■ Information supplied ■
☆ ☆ ☆ ☆ ☆
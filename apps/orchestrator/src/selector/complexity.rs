//! Complexity heuristic: a 0–1 estimate of how much model capability a task needs.

/// Vocabulary that marks a job description or document as technical.
const TECHNICAL_KEYWORDS: &[&str] = &[
    "algorithm",
    "api",
    "architecture",
    "aws",
    "backend",
    "cloud",
    "compiler",
    "concurrency",
    "database",
    "devops",
    "distributed",
    "docker",
    "embedded",
    "frontend",
    "infrastructure",
    "kubernetes",
    "latency",
    "machine learning",
    "microservices",
    "python",
    "rust",
    "scalability",
    "security",
    "sql",
    "terraform",
    "typescript",
];

/// Phrases that suggest the output has to work across languages or markets.
const INTERNATIONAL_HINTS: &[&str] = &[
    "bilingual",
    "international",
    "multilingual",
    "relocation",
    "visa sponsorship",
    "worldwide",
];

/// Raw signals extracted from a task input.
#[derive(Debug, Clone, Copy, Default, PartialEq)]
pub struct ComplexitySignals {
    pub word_count: usize,
    pub technical_hits: usize,
    pub item_count: usize,
    pub creative: bool,
    pub detailed: bool,
    pub international: bool,
}

pub fn word_count(text: &str) -> usize {
    text.split_whitespace().count()
}

/// Number of distinct technical keywords present. Single words match whole
/// tokens; phrases match as substrings of the normalized text.
pub fn technical_hits(text: &str) -> usize {
    let normalized = normalize(text);
    let tokens: Vec<&str> = normalized.split_whitespace().collect();
    TECHNICAL_KEYWORDS
        .iter()
        .filter(|kw| {
            if kw.contains(' ') {
                normalized.contains(*kw)
            } else {
                tokens.contains(kw)
            }
        })
        .count()
}

pub fn has_international_hint(text: &str) -> bool {
    let normalized = normalize(text);
    INTERNATIONAL_HINTS.iter().any(|hint| normalized.contains(hint))
}

/// True for a BCP-47 tag whose language is not English.
pub fn is_non_english_locale(locale: &str) -> bool {
    let language = locale
        .split(['-', '_'])
        .next()
        .unwrap_or_default()
        .trim()
        .to_ascii_lowercase();
    !language.is_empty() && language != "en"
}

pub fn complexity_score(signals: &ComplexitySignals) -> f64 {
    let mut score = match signals.word_count {
        n if n >= 1000 => 0.3,
        n if n >= 500 => 0.2,
        n if n >= 200 => 0.1,
        _ => 0.0,
    };
    score += (signals.item_count as f64 * 0.03).min(0.3);
    score += (signals.technical_hits as f64 * 0.05).min(0.2);
    if signals.creative {
        score += 0.2;
    }
    if signals.detailed {
        score += 0.15;
    }
    if signals.international {
        score += 0.1;
    }
    score.clamp(0.0, 1.0)
}

fn normalize(text: &str) -> String {
    text.chars()
        .map(|c| {
            if c.is_alphanumeric() {
                c.to_ascii_lowercase()
            } else {
                ' '
            }
        })
        .collect()
}

#[cfg(test)]
mod tests {
    use super::*;

    #[test]
    fn test_empty_signals_score_zero() {
        assert_eq!(complexity_score(&ComplexitySignals::default()), 0.0);
    }

    #[test]
    fn test_word_count_tiers() {
        let at = |n| complexity_score(&ComplexitySignals {
            word_count: n,
            ..Default::default()
        });
        assert_eq!(at(199), 0.0);
        assert!((at(200) - 0.1).abs() < 1e-9);
        assert!((at(500) - 0.2).abs() < 1e-9);
        assert!((at(5000) - 0.3).abs() < 1e-9);
    }

    #[test]
    fn test_item_and_keyword_caps() {
        let score = complexity_score(&ComplexitySignals {
            item_count: 50,
            technical_hits: 12,
            ..Default::default()
        });
        assert!((score - 0.5).abs() < 1e-9);
    }

    #[test]
    fn test_score_is_clamped() {
        let score = complexity_score(&ComplexitySignals {
            word_count: 2000,
            item_count: 20,
            technical_hits: 10,
            creative: true,
            detailed: true,
            international: true,
        });
        assert_eq!(score, 1.0);
    }

    #[test]
    fn test_technical_hits_are_distinct_tokens() {
        let text = "Rust backend engineer. Rust, SQL and Kubernetes; \
                    machine-learning a plus. Trusty APIs.";
        // rust, backend, sql, kubernetes, machine learning. "Trusty" and "APIs" do not match.
        assert_eq!(technical_hits(text), 5);
    }

    #[test]
    fn test_international_signals() {
        assert!(has_international_hint("Open to Relocation within the EU"));
        assert!(!has_international_hint("Remote within the US"));
        assert!(is_non_english_locale("de-DE"));
        assert!(!is_non_english_locale("en_GB"));
        assert!(!is_non_english_locale(""));
    }
}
☆ ☆ ☆ ☆ ☆
Scan the material above. Copy each line that holds the word "task".

■ Your response ■
//! Complexity heuristic: a 0–1 estimate of how much model capability a task needs.
/// Raw signals extracted from a task input.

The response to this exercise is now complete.